In their slow progress, with declining winds, towards Fiji there were several of these night-conversations, for more and more Stephen avoided the gunroom, where the ill-feeling seemed to have spread; but few were as decided as the first, Mrs Oakes being usually as complaisant and anxious to please as could be, agreeing with the views expressed and amplifying them. Occasionally this led to awkwardness, as when she found herself wholly committed to both sides in a disagreement between Stephen and Davidge – for other officers often appeared, sometimes forestalling him – on the relative merits of classical and romantic music, poetry, architecture, painting.
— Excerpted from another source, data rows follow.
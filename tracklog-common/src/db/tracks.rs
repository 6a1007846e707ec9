//! Track-play database operations

use crate::models::{NewTrackPlay, TrackCorrection, TrackPlay};
use crate::time::{format_timestamp, now, parse_timestamp};
use crate::{Error, Result};
use chrono::{DateTime, Utc};
use sqlx::sqlite::SqliteRow;
use sqlx::{Row, SqlitePool};

const SELECT_COLUMNS: &str = r#"
    SELECT id, playlist_event_id, artist_name, track_name, album_name, label_name,
           album_art, fallback_image_id, dj_name, show_name, is_local,
           played_at, created_at, updated_at
    FROM tracks_played
"#;

fn timestamp_column(row: &SqliteRow, column: &str) -> Result<DateTime<Utc>> {
    let raw: String = row.get(column);
    parse_timestamp(&raw)
        .ok_or_else(|| Error::InvalidInput(format!("Bad {} timestamp: {}", column, raw)))
}

fn track_from_row(row: &SqliteRow) -> Result<TrackPlay> {
    Ok(TrackPlay {
        id: row.get("id"),
        playlist_event_id: row.get("playlist_event_id"),
        artist_name: row.get("artist_name"),
        track_name: row.get("track_name"),
        album_name: row.get("album_name"),
        label_name: row.get("label_name"),
        album_art: row.get("album_art"),
        fallback_image_id: row.get("fallback_image_id"),
        dj_name: row.get("dj_name"),
        show_name: row.get("show_name"),
        is_local: row.get::<i64, _>("is_local") != 0,
        played_at: timestamp_column(row, "played_at")?,
        created_at: timestamp_column(row, "created_at")?,
        updated_at: timestamp_column(row, "updated_at")?,
    })
}

/// Load a track by row id
pub async fn load_track(pool: &SqlitePool, id: i64) -> Result<Option<TrackPlay>> {
    let row = sqlx::query(&format!("{} WHERE id = ?", SELECT_COLUMNS))
        .bind(id)
        .fetch_optional(pool)
        .await?;

    row.as_ref().map(track_from_row).transpose()
}

/// Insert a track unless its playlist event id is already recorded
///
/// Returns `None` when the natural key already exists.
pub async fn insert_track(pool: &SqlitePool, track: &NewTrackPlay) -> Result<Option<TrackPlay>> {
    let stamp = format_timestamp(&now());

    let result = sqlx::query(
        r#"
        INSERT INTO tracks_played (
            playlist_event_id, artist_name, track_name, album_name, label_name,
            album_art, fallback_image_id, dj_name, show_name, is_local,
            played_at, created_at, updated_at
        ) VALUES (?, ?, ?, ?, ?, ?, ?, ?, ?, ?, ?, ?, ?)
        ON CONFLICT(playlist_event_id) DO NOTHING
        "#,
    )
    .bind(&track.playlist_event_id)
    .bind(&track.artist_name)
    .bind(&track.track_name)
    .bind(&track.album_name)
    .bind(&track.label_name)
    .bind(&track.album_art)
    .bind(track.fallback_image_id)
    .bind(&track.dj_name)
    .bind(&track.show_name)
    .bind(track.is_local as i64)
    .bind(format_timestamp(&track.played_at))
    .bind(&stamp)
    .bind(&stamp)
    .execute(pool)
    .await?;

    if result.rows_affected() == 0 {
        return Ok(None);
    }

    load_track(pool, result.last_insert_rowid()).await
}

/// Find the record for a playlist event
pub async fn find_by_event_id(pool: &SqlitePool, event_id: &str) -> Result<Option<TrackPlay>> {
    let row = sqlx::query(&format!("{} WHERE playlist_event_id = ? LIMIT 1", SELECT_COLUMNS))
        .bind(event_id)
        .fetch_optional(pool)
        .await?;

    row.as_ref().map(track_from_row).transpose()
}

/// Most recently played track
pub async fn most_recent(pool: &SqlitePool) -> Result<Option<TrackPlay>> {
    let row = sqlx::query(&format!(
        "{} ORDER BY played_at DESC, id DESC LIMIT 1",
        SELECT_COLUMNS
    ))
    .fetch_optional(pool)
    .await?;

    row.as_ref().map(track_from_row).transpose()
}

/// Latest play of the same artist and track after `since`
pub async fn find_recent_play(
    pool: &SqlitePool,
    artist_name: &str,
    track_name: &str,
    since: &DateTime<Utc>,
) -> Result<Option<TrackPlay>> {
    let row = sqlx::query(&format!(
        "{} WHERE artist_name = ? AND track_name = ? AND played_at > ? ORDER BY played_at DESC LIMIT 1",
        SELECT_COLUMNS
    ))
    .bind(artist_name)
    .bind(track_name)
    .bind(format_timestamp(since))
    .fetch_optional(pool)
    .await?;

    row.as_ref().map(track_from_row).transpose()
}

/// Move a play to a new time and overwrite the supplied descriptive fields
pub async fn apply_correction(
    pool: &SqlitePool,
    id: i64,
    played_at: &DateTime<Utc>,
    correction: &TrackCorrection,
) -> Result<TrackPlay> {
    let result = sqlx::query(
        r#"
        UPDATE tracks_played SET
            played_at = ?,
            playlist_event_id = COALESCE(?, playlist_event_id),
            album_name = COALESCE(?, album_name),
            label_name = COALESCE(?, label_name),
            album_art = COALESCE(?, album_art),
            dj_name = COALESCE(?, dj_name),
            show_name = COALESCE(?, show_name),
            is_local = COALESCE(?, is_local),
            updated_at = ?
        WHERE id = ?
        "#,
    )
    .bind(format_timestamp(played_at))
    .bind(&correction.playlist_event_id)
    .bind(&correction.album_name)
    .bind(&correction.label_name)
    .bind(&correction.album_art)
    .bind(&correction.dj_name)
    .bind(&correction.show_name)
    .bind(correction.is_local.map(|local| local as i64))
    .bind(format_timestamp(&now()))
    .bind(id)
    .execute(pool)
    .await?;

    if result.rows_affected() == 0 {
        return Err(Error::NotFound(format!("Track play {}", id)));
    }

    load_track(pool, id)
        .await?
        .ok_or_else(|| Error::NotFound(format!("Track play {}", id)))
}

/// Every play at or after `since`, oldest first
pub async fn plays_since(pool: &SqlitePool, since: &DateTime<Utc>) -> Result<Vec<TrackPlay>> {
    let rows = sqlx::query(&format!(
        "{} WHERE played_at >= ? ORDER BY played_at ASC, id ASC",
        SELECT_COLUMNS
    ))
    .bind(format_timestamp(since))
    .fetch_all(pool)
    .await?;

    rows.iter().map(track_from_row).collect()
}

#[cfg(test)]
mod tests {
    use super::*;
    use crate::db::connect_in_memory;
    use chrono::Duration;

    fn new_track(event_id: &str, artist: &str, played_at: DateTime<Utc>) -> NewTrackPlay {
        NewTrackPlay {
            playlist_event_id: Some(event_id.to_string()),
            artist_name: artist.to_string(),
            track_name: "Heavy Metal Drummer".to_string(),
            album_name: "Yankee Hotel Foxtrot".to_string(),
            label_name: "Nonesuch".to_string(),
            album_art: String::new(),
            fallback_image_id: None,
            dj_name: "Kevin".to_string(),
            show_name: "Live".to_string(),
            is_local: true,
            played_at,
        }
    }

    #[tokio::test]
    async fn test_insert_and_find_by_event_id() {
        let pool = connect_in_memory().await.unwrap();
        let inserted = insert_track(&pool, &new_track("e1", "Wilco", now()))
            .await
            .unwrap()
            .expect("first insert should create a row");

        let found = find_by_event_id(&pool, "e1").await.unwrap().unwrap();
        assert_eq!(found, inserted);
        assert!(found.is_local);
        assert!(find_by_event_id(&pool, "e2").await.unwrap().is_none());
    }

    #[tokio::test]
    async fn test_duplicate_event_id_is_ignored() {
        let pool = connect_in_memory().await.unwrap();
        insert_track(&pool, &new_track("e1", "Wilco", now())).await.unwrap();
        let second = insert_track(&pool, &new_track("e1", "Someone Else", now()))
            .await
            .unwrap();
        assert!(second.is_none());

        let count: i64 = sqlx::query_scalar("SELECT COUNT(*) FROM tracks_played")
            .fetch_one(&pool)
            .await
            .unwrap();
        assert_eq!(count, 1);
        let kept = find_by_event_id(&pool, "e1").await.unwrap().unwrap();
        assert_eq!(kept.artist_name, "Wilco");
    }

    #[tokio::test]
    async fn test_tracks_without_event_id_do_not_conflict() {
        let pool = connect_in_memory().await.unwrap();
        let mut track = new_track("unused", "Wilco", now());
        track.playlist_event_id = None;

        assert!(insert_track(&pool, &track).await.unwrap().is_some());
        assert!(insert_track(&pool, &track).await.unwrap().is_some());
    }

    #[tokio::test]
    async fn test_most_recent_orders_by_played_at() {
        let pool = connect_in_memory().await.unwrap();
        let t0 = now();
        insert_track(&pool, &new_track("late", "B", t0)).await.unwrap();
        insert_track(&pool, &new_track("early", "A", t0 - Duration::minutes(10)))
            .await
            .unwrap();

        let latest = most_recent(&pool).await.unwrap().unwrap();
        assert_eq!(latest.playlist_event_id.as_deref(), Some("late"));
    }

    #[tokio::test]
    async fn test_find_recent_play_window() {
        let pool = connect_in_memory().await.unwrap();
        let t0 = now();
        insert_track(&pool, &new_track("old", "Wilco", t0 - Duration::minutes(5)))
            .await
            .unwrap();

        let since = t0 - Duration::minutes(3);
        assert!(find_recent_play(&pool, "Wilco", "Heavy Metal Drummer", &since)
            .await
            .unwrap()
            .is_none());

        insert_track(&pool, &new_track("new", "Wilco", t0 - Duration::minutes(1)))
            .await
            .unwrap();
        let hit = find_recent_play(&pool, "Wilco", "Heavy Metal Drummer", &since)
            .await
            .unwrap()
            .unwrap();
        assert_eq!(hit.playlist_event_id.as_deref(), Some("new"));
    }

    #[tokio::test]
    async fn test_apply_correction_keeps_unset_fields() {
        let pool = connect_in_memory().await.unwrap();
        let track = insert_track(&pool, &new_track("e1", "Wilco", now() - Duration::minutes(2)))
            .await
            .unwrap()
            .unwrap();

        let moved_to = now();
        let correction = TrackCorrection {
            album_name: Some("Sky Blue Sky".to_string()),
            is_local: Some(false),
            ..Default::default()
        };
        let updated = apply_correction(&pool, track.id, &moved_to, &correction)
            .await
            .unwrap();

        assert_eq!(updated.album_name, "Sky Blue Sky");
        assert!(!updated.is_local);
        assert_eq!(updated.label_name, "Nonesuch");
        assert_eq!(updated.played_at.timestamp_millis(), moved_to.timestamp_millis());
    }

    #[tokio::test]
    async fn test_apply_correction_missing_row() {
        let pool = connect_in_memory().await.unwrap();
        let result = apply_correction(&pool, 42, &now(), &TrackCorrection::default()).await;
        assert!(matches!(result, Err(Error::NotFound(_))));
    }

    #[tokio::test]
    async fn test_plays_since() {
        let pool = connect_in_memory().await.unwrap();
        let t0 = now();
        insert_track(&pool, &new_track("a", "A", t0 - Duration::days(10))).await.unwrap();
        insert_track(&pool, &new_track("b", "B", t0 - Duration::days(2))).await.unwrap();
        insert_track(&pool, &new_track("c", "C", t0 - Duration::days(1))).await.unwrap();

        let plays = plays_since(&pool, &(t0 - Duration::days(7))).await.unwrap();
        let artists: Vec<_> = plays.iter().map(|p| p.artist_name.as_str()).collect();
        assert_eq!(artists, vec!["B", "C"]);
    }
}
Yet there were times when Stephen happened to be alone with her and she spoke in her earlier manner. From some context that he could not recall Stephen had mentioned his dislike of being questioned: ‘Question and answer is not a civilized form of conversation.’

‘Oh how I agree,’ she cried. ‘A convict is no doubt more sensitive on the point but quite apart from that I always used to find that perpetual inquisition quite odious: even casual acquaintances expect you to account for yourself.’